Ca2+‐Dependent S‐glutathionylation Mediates Intermittent Hypoxia–Induced Mitochondrial Complex I Inhibition

In the present study we tested the hypothesis that ROS generated by NADPH oxidase (Nox) elevates Ca 2+ levels and the resulting Ca 2+ entry into mitochondria inhibits complex I. Experiments were performed on IH‐treated cell cultures and in mice deficient in Nox function. BAPTA‐AM, a Ca 2+ chelator or ruthenium red, an inhibitor of mitochondrial Ca 2+ uniporter, prevented IH‐induced complex I inhibition. Ca 2+ reduced the affinity of complex1 to NADH (substrate) during IH as evidenced by decreased V max and K m . IH increased S‐glutathionylation (red‐ox modification) of 75 and 50 kDa subunits of the complex I in a Ca 2+ ‐dependent manner.

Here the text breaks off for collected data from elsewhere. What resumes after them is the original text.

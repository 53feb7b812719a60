//! Epic repository port.

use async_trait::async_trait;
use uuid::Uuid;

use crate::domain::errors::DomainResult;
use crate::domain::models::Epic;

#[async_trait]
pub trait EpicRepository: Send + Sync {
    async fn create(&self, epic: &Epic) -> DomainResult<()>;
    async fn get(&self, id: Uuid) -> DomainResult<Option<Epic>>;
    async fn update(&self, epic: &Epic) -> DomainResult<()>;
    async fn delete(&self, id: Uuid) -> DomainResult<()>;
    async fn list_for_project(&self, project_id: Uuid) -> DomainResult<Vec<Epic>>;
}
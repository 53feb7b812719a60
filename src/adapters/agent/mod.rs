//! Agent runtime adapters.

pub mod mock_runtime;

pub use mock_runtime::{MockAgentRuntime, MockOutcome};
//! SQLite implementation of the EpicRepository.

use async_trait::async_trait;
use sqlx::SqlitePool;
use uuid::Uuid;

use crate::domain::errors::{DomainError, DomainResult};
use crate::domain::models::Epic;
use crate::domain::ports::EpicRepository;

#[derive(Clone)]
pub struct SqliteEpicRepository {
    pool: SqlitePool,
}

impl SqliteEpicRepository {
    pub fn new(pool: SqlitePool) -> Self {
        Self { pool }
    }
}

#[async_trait]
impl EpicRepository for SqliteEpicRepository {
    async fn create(&self, epic: &Epic) -> DomainResult<()> {
        let depends_on_json = serde_json::to_string(&epic.depends_on)?;

        sqlx::query(
            r#"INSERT INTO epics (id, project_id, name, priority, depends_on) VALUES (?, ?, ?, ?, ?)"#,
        )
        .bind(epic.id.to_string())
        .bind(epic.project_id.to_string())
        .bind(&epic.name)
        .bind(epic.priority)
        .bind(&depends_on_json)
        .execute(&self.pool)
        .await?;

        Ok(())
    }

    async fn get(&self, id: Uuid) -> DomainResult<Option<Epic>> {
        let row: Option<EpicRow> =
            sqlx::query_as("SELECT id, project_id, name, priority, depends_on FROM epics WHERE id = ?")
                .bind(id.to_string())
                .fetch_optional(&self.pool)
                .await?;

        row.map(|r| r.try_into()).transpose()
    }

    async fn update(&self, epic: &Epic) -> DomainResult<()> {
        let depends_on_json = serde_json::to_string(&epic.depends_on)?;

        let result = sqlx::query("UPDATE epics SET name = ?, priority = ?, depends_on = ? WHERE id = ?")
            .bind(&epic.name)
            .bind(epic.priority)
            .bind(&depends_on_json)
            .bind(epic.id.to_string())
            .execute(&self.pool)
            .await?;

        if result.rows_affected() == 0 {
            return Err(DomainError::EpicNotFound(epic.id));
        }

        Ok(())
    }

    async fn delete(&self, id: Uuid) -> DomainResult<()> {
        let result = sqlx::query("DELETE FROM epics WHERE id = ?")
            .bind(id.to_string())
            .execute(&self.pool)
            .await?;

        if result.rows_affected() == 0 {
            return Err(DomainError::EpicNotFound(id));
        }

        Ok(())
    }

    async fn list_for_project(&self, project_id: Uuid) -> DomainResult<Vec<Epic>> {
        let rows: Vec<EpicRow> = sqlx::query_as(
            "SELECT id, project_id, name, priority, depends_on FROM epics WHERE project_id = ? ORDER BY priority DESC",
        )
        .bind(project_id.to_string())
        .fetch_all(&self.pool)
        .await?;

        rows.into_iter().map(|r| r.try_into()).collect()
    }
}

#[derive(sqlx::FromRow)]
struct EpicRow {
    id: String,
    project_id: String,
    name: String,
    priority: i32,
    depends_on: String,
}

impl TryFrom<EpicRow> for Epic {
    type Error = DomainError;

    fn try_from(row: EpicRow) -> Result<Self, Self::Error> {
        let id = super::parse_uuid(&row.id)?;
        let project_id = super::parse_uuid(&row.project_id)?;
        let depends_on: Vec<Uuid> = super::parse_json_or_default(Some(row.depends_on))?;

        Ok(Epic { id, project_id, name: row.name, priority: row.priority, depends_on })
    }
}
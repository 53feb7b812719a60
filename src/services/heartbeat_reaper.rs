//! Heartbeat & stale-session reaping: on demand, transitions any `running`
//! session whose heartbeat has gone silent past its kind's threshold to
//! `interrupted`. Handles process crashes and host hibernation without
//! leaking `running` rows into the next plan.

use std::sync::Arc;

use chrono::Utc;
use tracing::info;

use crate::domain::errors::DomainResult;
use crate::domain::ports::SessionRepository;

pub struct HeartbeatReaper {
    repo: Arc<dyn SessionRepository>,
}

impl HeartbeatReaper {
    pub fn new(repo: Arc<dyn SessionRepository>) -> Self {
        Self { repo }
    }

    /// Sweep every `running` session across all projects; returns the
    /// number reaped.
    pub async fn sweep(&self) -> DomainResult<usize> {
        let now = Utc::now();
        let running = self.repo.list_running().await?;
        let mut reaped = 0;

        for mut session in running {
            if session.is_stale(now) {
                session.interrupt("stale: heartbeat exceeded threshold".to_string());
                self.repo.update(&session).await?;
                info!(session_id = %session.id, "reaped stale session");
                reaped += 1;
            }
        }

        Ok(reaped)
    }
}

#[cfg(test)]
mod tests {
    use super::*;
    use crate::domain::models::{Session, SessionKind, SessionStatus};
    use async_trait::async_trait;
    use chrono::Duration;
    use std::sync::Mutex;
    use uuid::Uuid;

    struct FakeSessions(Mutex<Vec<Session>>);

    #[async_trait]
    impl SessionRepository for FakeSessions {
        async fn create(&self, session: &Session) -> DomainResult<()> {
            self.0.lock().unwrap().push(session.clone());
            Ok(())
        }
        async fn get(&self, id: Uuid) -> DomainResult<Option<Session>> {
            Ok(self.0.lock().unwrap().iter().find(|s| s.id == id).cloned())
        }
        async fn update(&self, session: &Session) -> DomainResult<()> {
            let mut guard = self.0.lock().unwrap();
            if let Some(existing) = guard.iter_mut().find(|s| s.id == session.id) {
                *existing = session.clone();
            }
            Ok(())
        }
        async fn get_running_for_project(&self, project_id: Uuid) -> DomainResult<Option<Session>> {
            Ok(self.0.lock().unwrap().iter().find(|s| s.project_id == project_id && s.status == SessionStatus::Running).cloned())
        }
        async fn list_running(&self) -> DomainResult<Vec<Session>> {
            Ok(self.0.lock().unwrap().iter().filter(|s| s.status == SessionStatus::Running).cloned().collect())
        }
        async fn next_sequence(&self, _project_id: Uuid) -> DomainResult<i64> {
            Ok(1)
        }
    }

    #[tokio::test]
    async fn reaps_stale_coding_session() {
        let mut session = Session::new(Uuid::new_v4(), 1, SessionKind::Coding, "cheap");
        session.start();
        session.last_heartbeat = Some(Utc::now() - Duration::minutes(20));

        let repo = Arc::new(FakeSessions(Mutex::new(vec![session.clone()])));
        let reaper = HeartbeatReaper::new(repo.clone());
        let reaped = reaper.sweep().await.unwrap();

        assert_eq!(reaped, 1);
        let updated = repo.get(session.id).await.unwrap().unwrap();
        assert_eq!(updated.status, SessionStatus::Interrupted);
        assert!(updated.interruption_reason.unwrap().contains("stale"));
    }

    #[tokio::test]
    async fn fresh_heartbeat_is_not_reaped() {
        let mut session = Session::new(Uuid::new_v4(), 1, SessionKind::Coding, "cheap");
        session.start();
        session.last_heartbeat = Some(Utc::now());

        let repo = Arc::new(FakeSessions(Mutex::new(vec![session.clone()])));
        let reaper = HeartbeatReaper::new(repo);
        assert_eq!(reaper.sweep().await.unwrap(), 0);
    }
}
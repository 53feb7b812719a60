//! Task-complexity-aware model tier selection.
//!
//! Six-stage pipeline, first match wins except historical adjustment and
//! budget enforcement which can each override the prior stage's result:
//! explicit override, priority override, task-type override, weighted
//! complexity scoring, historical success-rate adjustment, budget
//! enforcement.

use std::collections::HashMap;
use std::sync::Arc;
use std::time::{Duration, Instant};

use tokio::sync::RwLock;

use crate::domain::models::Task;
use crate::domain::ports::ModelTier;

#[derive(Debug, Clone)]
pub struct ModelSelectorConfig {
    /// Priority value (lower schedules earlier) that always forces premium.
    pub premium_priority: i32,
    /// Keyword → tier overrides, checked against the combined task text.
    pub task_type_overrides: Vec<(String, ModelTier)>,
    pub cheap_threshold: f64,
    pub mid_threshold: f64,
    pub success_rate_cache_ttl: Duration,
    pub min_sample_size: u32,
}

impl Default for ModelSelectorConfig {
    fn default() -> Self {
        Self {
            premium_priority: 1,
            task_type_overrides: Vec::new(),
            cheap_threshold: 0.3,
            mid_threshold: 0.7,
            success_rate_cache_ttl: Duration::from_secs(300),
            min_sample_size: 3,
        }
    }
}

#[derive(Debug, Clone)]
pub struct ModelSelection {
    pub tier: ModelTier,
    pub reasoning: String,
    pub estimated_cost_cents: i64,
    /// Set when budget enforcement forced a cheaper tier than the analysis
    /// recommended — a normal outcome, never an error.
    pub downgraded_for_budget: bool,
}

#[derive(Debug, Clone, Copy, Default)]
struct OutcomeStats {
    successes: u32,
    samples: u32,
}

impl OutcomeStats {
    fn rate(&self) -> f64 {
        if self.samples == 0 {
            0.0
        } else {
            self.successes as f64 / self.samples as f64
        }
    }
}

struct CacheEntry {
    stats: HashMap<(String, ModelTier), OutcomeStats>,
    computed_at: Instant,
}

/// Keyword weights for the four complexity dimensions (spec §4.4).
const REASONING_KEYWORDS: &[&str] = &[
    "architecture", "algorithm", "optimize", "workflow", "multi-step", "distributed",
];
const COMPLEXITY_UP_KEYWORDS: &[&str] = &["create", "module", "api", "schema"];
const COMPLEXITY_DOWN_KEYWORDS: &[&str] = &["simple", "trivial", "minor"];
const DOMAIN_SPECIALIST_KEYWORDS: &[&str] = &["ml", "crypto", "compiler", "graphics"];
const CONTEXT_KEYWORDS: &[&str] = &["refactor", "integrate", "legacy", "migrate"];

fn keyword_score(text: &str, keywords: &[&str]) -> f64 {
    let hits = keywords.iter().filter(|k| text.contains(*k)).count();
    (hits as f64 / 2.0).min(1.0)
}

fn score_complexity(text: &str) -> f64 {
    let reasoning = keyword_score(text, REASONING_KEYWORDS);
    let mut code = keyword_score(text, COMPLEXITY_UP_KEYWORDS);
    code -= keyword_score(text, COMPLEXITY_DOWN_KEYWORDS);
    let code = code.clamp(0.0, 1.0);
    let domain = keyword_score(text, DOMAIN_SPECIALIST_KEYWORDS);
    let context = keyword_score(text, CONTEXT_KEYWORDS);

    (0.35 * reasoning + 0.30 * code + 0.20 * domain + 0.15 * context).clamp(0.0, 1.0)
}

/// Coarse task-type label used as the historical-adjustment cache key.
fn task_type_label(text: &str) -> String {
    for (kw, label) in [
        ("api", "api"),
        ("database", "database"),
        ("ui", "frontend"),
        ("frontend", "frontend"),
        ("test", "testing"),
        ("security", "security"),
        ("deploy", "deployment"),
    ] {
        if text.contains(kw) {
            return label.to_string();
        }
    }
    "general".to_string()
}

pub struct ModelSelector {
    config: ModelSelectorConfig,
    cache: Arc<RwLock<Option<CacheEntry>>>,
}

impl ModelSelector {
    pub fn new(config: ModelSelectorConfig) -> Self {
        Self { config, cache: Arc::new(RwLock::new(None)) }
    }

    pub fn with_defaults() -> Self {
        Self::new(ModelSelectorConfig::default())
    }

    pub async fn recommend(
        &self,
        task: &Task,
        remaining_budget_cents: i64,
        total_budget_cents: i64,
    ) -> ModelSelection {
        let mut reasons = Vec::new();

        let mut tier = if let Some(over) = task.model_override() {
            if let Some(parsed) = parse_tier(&over) {
                reasons.push(format!("explicit override to {}", parsed.as_str()));
                parsed
            } else {
                self.analyze(task, &mut reasons).await
            }
        } else if task.priority == self.config.premium_priority {
            reasons.push(format!("priority {} forces premium", task.priority));
            ModelTier::Premium
        } else if let Some(tier) = self.task_type_override(task, &mut reasons) {
            tier
        } else {
            self.analyze(task, &mut reasons).await
        };

        tier = self.apply_budget_enforcement(tier, remaining_budget_cents, total_budget_cents, &mut reasons);

        let downgraded_for_budget = reasons.iter().any(|r| r.contains("budget"));
        let estimated_cost_cents = estimate_cost_cents(tier);

        ModelSelection {
            tier,
            reasoning: reasons.join("; "),
            estimated_cost_cents,
            downgraded_for_budget,
        }
    }

    fn task_type_override(&self, task: &Task, reasons: &mut Vec<String>) -> Option<ModelTier> {
        let text = task.combined_text().to_lowercase();
        for (keyword, tier) in &self.config.task_type_overrides {
            if text.contains(keyword.as_str()) {
                reasons.push(format!("task-type override '{keyword}'"));
                return Some(*tier);
            }
        }
        None
    }

    async fn analyze(&self, task: &Task, reasons: &mut Vec<String>) -> ModelTier {
        let text = task.combined_text().to_lowercase();
        let score = score_complexity(&text);
        let base = if score < self.config.cheap_threshold {
            ModelTier::Cheap
        } else if score <= self.config.mid_threshold {
            ModelTier::Mid
        } else {
            ModelTier::Premium
        };
        reasons.push(format!("complexity score {score:.2} -> {}", base.as_str()));

        let adjusted = self.historical_adjustment(&task_type_label(&text), base, reasons).await;
        adjusted
    }

    async fn historical_adjustment(&self, task_type: &str, base: ModelTier, reasons: &mut Vec<String>) -> ModelTier {
        let guard = self.cache.read().await;
        let Some(entry) = guard.as_ref() else { return base };
        if entry.computed_at.elapsed() > self.config.success_rate_cache_ttl {
            return base;
        }

        let base_stats = entry.stats.get(&(task_type.to_string(), base)).copied().unwrap_or_default();
        if base_stats.samples < self.config.min_sample_size {
            return base;
        }

        if base_stats.rate() < 0.7 {
            if let Some(up) = next_tier_up(base) {
                let up_stats = entry.stats.get(&(task_type.to_string(), up)).copied().unwrap_or_default();
                if up_stats.samples >= self.config.min_sample_size && up_stats.rate() > base_stats.rate() {
                    reasons.push(format!("historical upgrade to {} (low success rate)", up.as_str()));
                    return up;
                }
            }
        } else if base_stats.rate() >= 0.9 {
            if let Some(down) = next_tier_down(base) {
                let down_stats = entry.stats.get(&(task_type.to_string(), down)).copied().unwrap_or_default();
                if down_stats.samples >= self.config.min_sample_size && down_stats.rate() >= 0.85 {
                    reasons.push(format!("historical downgrade to {} (cost saving)", down.as_str()));
                    return down;
                }
            }
        }
        base
    }

    fn apply_budget_enforcement(
        &self,
        tier: ModelTier,
        remaining_cents: i64,
        total_cents: i64,
        reasons: &mut Vec<String>,
    ) -> ModelTier {
        if total_cents <= 0 {
            return tier;
        }
        let spent_fraction = 1.0 - (remaining_cents.max(0) as f64 / total_cents as f64);

        if remaining_cents <= 0 {
            reasons.push("budget exhausted, forcing cheap".to_string());
            return ModelTier::Cheap;
        }
        if spent_fraction >= 0.95 {
            reasons.push("budget nearly exhausted, forcing cheap".to_string());
            return ModelTier::Cheap;
        }
        if spent_fraction >= 0.80 && tier == ModelTier::Premium {
            reasons.push("budget pressure, downgrading premium to mid".to_string());
            return ModelTier::Mid;
        }
        tier
    }

    /// Invalidate the success-rate cache and record an outcome. Actual cost
    /// rows are written by the caller to the cost ledger, not here.
    pub async fn record_outcome(&self, task_type: &str, tier: ModelTier, success: bool) {
        let mut guard = self.cache.write().await;
        let entry = guard.get_or_insert_with(|| CacheEntry {
            stats: HashMap::new(),
            computed_at: Instant::now(),
        });
        let stats = entry.stats.entry((task_type.to_string(), tier)).or_default();
        stats.samples += 1;
        if success {
            stats.successes += 1;
        }
        entry.computed_at = Instant::now();
    }
}

fn next_tier_up(tier: ModelTier) -> Option<ModelTier> {
    match tier {
        ModelTier::Cheap => Some(ModelTier::Mid),
        ModelTier::Mid => Some(ModelTier::Premium),
        ModelTier::Premium => None,
    }
}

fn next_tier_down(tier: ModelTier) -> Option<ModelTier> {
    match tier {
        ModelTier::Premium => Some(ModelTier::Mid),
        ModelTier::Mid => Some(ModelTier::Cheap),
        ModelTier::Cheap => None,
    }
}

fn parse_tier(s: &str) -> Option<ModelTier> {
    match s {
        "cheap" => Some(ModelTier::Cheap),
        "mid" => Some(ModelTier::Mid),
        "premium" => Some(ModelTier::Premium),
        _ => None,
    }
}

/// Default-average token counts per tier, refined as historical data
/// accumulates (spec §4.4); placeholder cents-per-task estimate.
fn estimate_cost_cents(tier: ModelTier) -> i64 {
    match tier {
        ModelTier::Cheap => 2,
        ModelTier::Mid => 15,
        ModelTier::Premium => 80,
    }
}

#[cfg(test)]
mod tests {
    use super::*;
    use uuid::Uuid;

    #[tokio::test]
    async fn simple_task_selects_cheap() {
        let selector = ModelSelector::with_defaults();
        let task = Task::new(Uuid::new_v4(), "fix typo", "change a comment", 5);
        let sel = selector.recommend(&task, 10_000, 10_000).await;
        assert_eq!(sel.tier, ModelTier::Cheap);
    }

    #[tokio::test]
    async fn priority_one_forces_premium() {
        let selector = ModelSelector::with_defaults();
        let task = Task::new(Uuid::new_v4(), "fix typo", "change a comment", 1);
        let sel = selector.recommend(&task, 10_000, 10_000).await;
        assert_eq!(sel.tier, ModelTier::Premium);
    }

    #[tokio::test]
    async fn zero_remaining_budget_forces_cheap() {
        let selector = ModelSelector::with_defaults();
        let task = Task::new(Uuid::new_v4(), "design distributed architecture", "optimize algorithm across the system", 5);
        let sel = selector.recommend(&task, 0, 10_000).await;
        assert_eq!(sel.tier, ModelTier::Cheap);
        assert!(sel.downgraded_for_budget);
    }

    #[tokio::test]
    async fn explicit_override_wins() {
        let selector = ModelSelector::with_defaults();
        let mut task = Task::new(Uuid::new_v4(), "fix typo", "change a comment", 5);
        task.metadata = serde_json::json!({ "model_override": "premium" });
        let sel = selector.recommend(&task, 10_000, 10_000).await;
        assert_eq!(sel.tier, ModelTier::Premium);
    }
}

IH‐evoked S‐glutathionylation was due to elevated GSSG as evidenced by increased ratio of GSSG/GSH. Addition of GSH during IH abrogated complex I inhibition. IH‐evoked glutathionylation was prevented by a Nox inhibitor as well as by genetic silencing of Nox 2 in cell cultures and was absent in IH‐treated Nox2 KO mice. These observations suggest that ROS generated by Nox mobilizes Ca 2+ from the cytosol to mitochondria, leading to S‐glutathionylation of 75‐ and 50‐kDa proteins of the complex I resulting in inhibition of its activity. Supported by HL‐90554, HL‐76537, HL‐86493 and HL‐89616.